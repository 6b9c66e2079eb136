use std::collections::{BTreeMap, HashSet};

use tracing::warn;

use crate::models::{Answer, Respondent};
use crate::schema::{self, Pillar, QuestionDefinition};
use crate::workbook::Cell;

// Normalized prefix length for the fallback match when a question has no
// exact header match.
const PARTIAL_MATCH_PREFIX: usize = 20;

// A row is atomic: any failure discards it wholesale.
pub fn process_row(
    header: &[String],
    row: &[Cell],
    row_index: usize,
) -> Result<Respondent, Vec<String>> {
    let mut errors = Vec::new();

    // Metadata is positional; the structural gate already guaranteed the
    // block's names, so matched headers are not consulted here.
    let meta: Vec<String> = (0..schema::METADATA_COLUMNS.len())
        .map(|i| {
            row.get(i)
                .map(|c| c.as_text().trim().to_string())
                .unwrap_or_default()
        })
        .collect();

    if meta[0].is_empty() && meta[1].is_empty() {
        errors.push(format!(
            "row {row_index}: missing respondent identifier (UserID and Email both blank)"
        ));
    }
    if meta[2].is_empty() {
        errors.push(format!("row {row_index}: missing respondent name"));
    }

    let normalized_header: Vec<String> = header
        .iter()
        .map(|h| schema::normalize_header(h))
        .collect();

    let mut answers: BTreeMap<String, Answer> = BTreeMap::new();
    let mut testing_modalities: Vec<String> = Vec::new();
    let mut claimed: HashSet<usize> = HashSet::new();

    for question in schema::questions() {
        let Some(col) = resolve_column(question, &normalized_header, &claimed, row_index, &mut errors)
        else {
            continue;
        };

        // A question resolving into the metadata block means the header row
        // is corrupt; reading it would pull data from the wrong slot.
        if col < schema::METADATA_COLUMNS.len() {
            errors.push(format!(
                "row {row_index}: question \"{}\" matched metadata column {col}",
                schema::short_label(question.canonical_text)
            ));
            continue;
        }
        claimed.insert(col);

        let cell = row.get(col).unwrap_or(&Cell::Empty);
        if question.is_textual {
            let tokens = split_tokens(&cell.as_text());
            testing_modalities = tokens.clone();
            answers.insert(question.id.to_string(), Answer::Text(tokens));
        } else {
            match parse_score(cell) {
                Ok(score) => {
                    answers.insert(question.id.to_string(), Answer::Score(score));
                }
                Err(ScoreError::Blank) => {
                    errors.push(format!(
                        "row {row_index}: empty answer for question {}",
                        question.id
                    ));
                }
                Err(ScoreError::Invalid(literal)) => {
                    let header_text = header.get(col).map(String::as_str).unwrap_or("");
                    errors.push(format!(
                        "row {row_index}: invalid answer \"{literal}\" for question {} \
                         (column {col}, header \"{header_text}\"): expected an integer 0-5",
                        question.id
                    ));
                }
            }
        }
    }

    if !errors.is_empty() {
        return Err(errors);
    }

    let mean_by_pillar = pillar_means(&answers);
    let strengths: Vec<Pillar> = Pillar::ALL
        .into_iter()
        .filter(|p| mean_by_pillar[p] >= 4.0)
        .collect();
    let weaknesses: Vec<Pillar> = Pillar::ALL
        .into_iter()
        .filter(|p| mean_by_pillar[p] <= 2.0)
        .collect();

    let mut meta = meta.into_iter();
    let respondent_id = meta.next().unwrap_or_default();
    let email = meta.next().unwrap_or_default();
    Ok(Respondent {
        respondent_id: if respondent_id.is_empty() {
            email.clone()
        } else {
            respondent_id
        },
        email,
        display_name: meta.next().unwrap_or_default(),
        company_name: meta.next().unwrap_or_default(),
        sector: meta.next().unwrap_or_default(),
        has_dedicated_team: meta.next().unwrap_or_default(),
        team_composition: meta.next().unwrap_or_default(),
        professional_area: meta.next().unwrap_or_default(),
        answers,
        mean_by_pillar,
        strengths,
        weaknesses,
        testing_modalities,
    })
}

// Exact normalized match first, then a unique partial match over unclaimed
// columns. An ambiguous partial match is an error, not a guess.
fn resolve_column(
    question: &QuestionDefinition,
    normalized_header: &[String],
    claimed: &HashSet<usize>,
    row_index: usize,
    errors: &mut Vec<String>,
) -> Option<usize> {
    let target = schema::normalize_header(question.canonical_text);
    if let Some(col) = normalized_header.iter().position(|h| *h == target) {
        return Some(col);
    }

    let prefix: String = target.chars().take(PARTIAL_MATCH_PREFIX).collect();
    let candidates: Vec<usize> = normalized_header
        .iter()
        .enumerate()
        .filter(|(i, h)| {
            !claimed.contains(i)
                && h.chars().take(PARTIAL_MATCH_PREFIX).collect::<String>() == prefix
        })
        .map(|(i, _)| i)
        .collect();

    match candidates.as_slice() {
        [] => {
            errors.push(format!(
                "row {row_index}: no column found for question \"{}\"",
                schema::short_label(question.canonical_text)
            ));
            None
        }
        [col] => {
            warn!(
                question = question.id,
                column = col,
                "resolved question by prefix fallback"
            );
            Some(*col)
        }
        many => {
            errors.push(format!(
                "row {row_index}: ambiguous column match for question \"{}\" ({} candidates)",
                schema::short_label(question.canonical_text),
                many.len()
            ));
            None
        }
    }
}

enum ScoreError {
    Blank,
    Invalid(String),
}

fn parse_score(cell: &Cell) -> Result<u8, ScoreError> {
    if cell.is_blank() {
        return Err(ScoreError::Blank);
    }
    let value = match cell {
        Cell::Number(f) => *f,
        Cell::Text(s) => s
            .trim()
            .parse::<f64>()
            .map_err(|_| ScoreError::Invalid(s.trim().to_string()))?,
        other => return Err(ScoreError::Invalid(other.as_text())),
    };
    if value.fract() == 0.0 && (0.0..=5.0).contains(&value) {
        Ok(value as u8)
    } else {
        Err(ScoreError::Invalid(cell.as_text()))
    }
}

// A blank cell is an empty list, never an error.
pub fn split_tokens(raw: &str) -> Vec<String> {
    raw.split([',', ';'])
        .map(str::trim)
        .filter(|t| !t.is_empty())
        .map(str::to_string)
        .collect()
}

// Round half-up to one decimal place.
pub fn round1(value: f64) -> f64 {
    (value * 10.0).round() / 10.0
}

fn pillar_means(answers: &BTreeMap<String, Answer>) -> BTreeMap<Pillar, f64> {
    let mut sums: BTreeMap<Pillar, (f64, usize)> = BTreeMap::new();
    for question in schema::questions() {
        if question.is_textual {
            continue;
        }
        if let Some(score) = answers.get(question.id).and_then(Answer::score) {
            let entry = sums.entry(question.pillar).or_insert((0.0, 0));
            entry.0 += f64::from(score);
            entry.1 += 1;
        }
    }

    Pillar::ALL
        .into_iter()
        .map(|pillar| {
            let mean = match sums.get(&pillar) {
                Some((sum, count)) if *count > 0 => round1(sum / *count as f64),
                _ => 0.0,
            };
            (pillar, mean)
        })
        .collect()
}
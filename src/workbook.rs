use std::path::Path;

use calamine::{open_workbook_auto, Data, Reader};
use thiserror::Error;

// Raw decoded value; casting and range checks belong to the row processor.
#[derive(Debug, Clone, PartialEq)]
pub enum Cell {
    Empty,
    Number(f64),
    Text(String),
    Bool(bool),
}

impl Cell {
    pub fn as_text(&self) -> String {
        match self {
            Cell::Empty => String::new(),
            Cell::Number(f) => {
                if f.fract() == 0.0 {
                    format!("{}", *f as i64)
                } else {
                    format!("{f}")
                }
            }
            Cell::Text(s) => s.clone(),
            Cell::Bool(b) => b.to_string(),
        }
    }

    pub fn is_blank(&self) -> bool {
        match self {
            Cell::Empty => true,
            Cell::Text(s) => s.trim().is_empty(),
            _ => false,
        }
    }
}

#[derive(Debug, Error)]
pub enum DecodeError {
    #[error("failed to decode spreadsheet: {0}")]
    Workbook(#[from] calamine::Error),
    #[error("failed to decode csv: {0}")]
    Csv(#[from] csv::Error),
    #[error("workbook contains no sheets")]
    NoSheet,
}

// Decode a spreadsheet into a rectangular grid; row 0 is the header row.
// Any decode failure aborts with no partial output.
pub fn read_workbook(path: &Path) -> Result<Vec<Vec<Cell>>, DecodeError> {
    let is_csv = path
        .extension()
        .and_then(|e| e.to_str())
        .is_some_and(|e| e.eq_ignore_ascii_case("csv"));
    if is_csv {
        read_csv(path)
    } else {
        read_excel(path)
    }
}

fn read_excel(path: &Path) -> Result<Vec<Vec<Cell>>, DecodeError> {
    let mut workbook = open_workbook_auto(path)?;
    let range = workbook
        .worksheet_range_at(0)
        .ok_or(DecodeError::NoSheet)??;

    let mut grid = Vec::with_capacity(range.height());
    for row in range.rows() {
        grid.push(row.iter().map(convert_cell).collect());
    }
    Ok(grid)
}

fn convert_cell(data: &Data) -> Cell {
    match data {
        Data::Empty => Cell::Empty,
        Data::Int(i) => Cell::Number(*i as f64),
        Data::Float(f) => Cell::Number(*f),
        Data::String(s) => Cell::Text(s.clone()),
        Data::Bool(b) => Cell::Bool(*b),
        Data::DateTime(dt) => Cell::Number(dt.as_f64()),
        Data::DateTimeIso(s) | Data::DurationIso(s) => Cell::Text(s.clone()),
        // Cell errors surface as their display text so the row processor
        // rejects them with the literal value quoted.
        Data::Error(e) => Cell::Text(format!("{e}")),
    }
}

fn read_csv(path: &Path) -> Result<Vec<Vec<Cell>>, DecodeError> {
    let mut reader = csv::ReaderBuilder::new()
        .has_headers(false)
        .flexible(true)
        .from_path(path)?;

    let mut grid = Vec::new();
    for record in reader.records() {
        let record = record?;
        let row = record
            .iter()
            .map(|field| {
                if field.trim().is_empty() {
                    Cell::Empty
                } else {
                    Cell::Text(field.to_string())
                }
            })
            .collect();
        grid.push(row);
    }
    Ok(grid)
}

#[cfg(test)]
mod tests {
    use super::*;
    use std::io::Write;

    #[test]
    fn reads_csv_into_grid() {
        let mut file = tempfile::Builder::new()
            .suffix(".csv")
            .tempfile()
            .unwrap();
        writeln!(file, "UserID,Email,Nome").unwrap();
        writeln!(file, "u-1,ana@example.com,Ana").unwrap();
        writeln!(file, "u-2,,Bruno").unwrap();
        file.flush().unwrap();

        let grid = read_workbook(file.path()).unwrap();
        assert_eq!(grid.len(), 3);
        assert_eq!(grid[0][0], Cell::Text("UserID".to_string()));
        assert_eq!(grid[1][2], Cell::Text("Ana".to_string()));
        assert_eq!(grid[2][1], Cell::Empty);
    }

    #[test]
    fn corrupt_excel_fails_with_decode_error() {
        let mut file = tempfile::Builder::new()
            .suffix(".xlsx")
            .tempfile()
            .unwrap();
        file.write_all(b"this is not a zip archive").unwrap();
        file.flush().unwrap();

        let result = read_workbook(file.path());
        assert!(result.is_err());
    }

    #[test]
    fn number_cell_renders_integers_without_decimals() {
        assert_eq!(Cell::Number(3.0).as_text(), "3");
        assert_eq!(Cell::Number(3.5).as_text(), "3.5");
    }

    #[test]
    fn blank_detection_covers_whitespace_text() {
        assert!(Cell::Empty.is_blank());
        assert!(Cell::Text("   ".to_string()).is_blank());
        assert!(!Cell::Text("0".to_string()).is_blank());
        assert!(!Cell::Number(0.0).is_blank());
    }
}
use std::collections::BTreeMap;

use chrono::{DateTime, Utc};
use serde::Serialize;

use crate::schema::Pillar;

// A 0-5 score, or the textual question's token list.
#[derive(Debug, Clone, PartialEq, Serialize)]
#[serde(untagged)]
pub enum Answer {
    Score(u8),
    Text(Vec<String>),
}

impl Answer {
    pub fn score(&self) -> Option<u8> {
        match self {
            Answer::Score(v) => Some(*v),
            Answer::Text(_) => None,
        }
    }
}

// Exists only if every question on the row validated; rejected rows leave
// no partial record behind.
#[derive(Debug, Clone, Serialize)]
pub struct Respondent {
    pub respondent_id: String,
    pub display_name: String,
    pub email: String,
    pub company_name: String,
    pub sector: String,
    pub has_dedicated_team: String,
    pub team_composition: String,
    pub professional_area: String,
    pub answers: BTreeMap<String, Answer>,
    // Half-up, one decimal; 0.0 when the pillar has no numeric data.
    pub mean_by_pillar: BTreeMap<Pillar, f64>,
    pub strengths: Vec<Pillar>,
    pub weaknesses: Vec<Pillar>,
    pub testing_modalities: Vec<String>,
}

#[derive(Debug, Clone, PartialEq, Serialize)]
pub struct ModalityCount {
    pub modality: String,
    pub count: usize,
    // round(count / total respondents * 100)
    pub percentage: u32,
}

#[derive(Debug, Clone, Serialize)]
pub struct Aggregates {
    pub mean_by_pillar: BTreeMap<Pillar, f64>,
    // Raw answer counts per score 0..=5.
    pub response_distribution: BTreeMap<Pillar, [usize; 6]>,
    pub top_weak_pillars: Vec<Pillar>,
    pub top_strong_pillars: Vec<Pillar>,
    pub top_testing_modalities: Vec<ModalityCount>,
}

// Terminal output of one import; never mutated after being handed out.
#[derive(Debug, Clone, Serialize)]
pub struct ImportResult {
    pub total_rows: usize,
    pub valid_respondents: usize,
    pub invalid_rows: usize,
    pub errors: Vec<String>,
    pub warnings: Vec<String>,
    pub respondents: Vec<Respondent>,
    pub aggregates: Aggregates,
}

#[derive(Debug, Clone)]
pub struct AssessmentVersion {
    pub version: i32,
    pub imported_at: DateTime<Utc>,
    pub valid_respondents: i32,
    pub invalid_rows: i32,
}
————
#### TO DO
What is the number of lines in the entries above that hold the string "never"? Please state that number alone.

#### SOLUTION FOR THIS TASK
2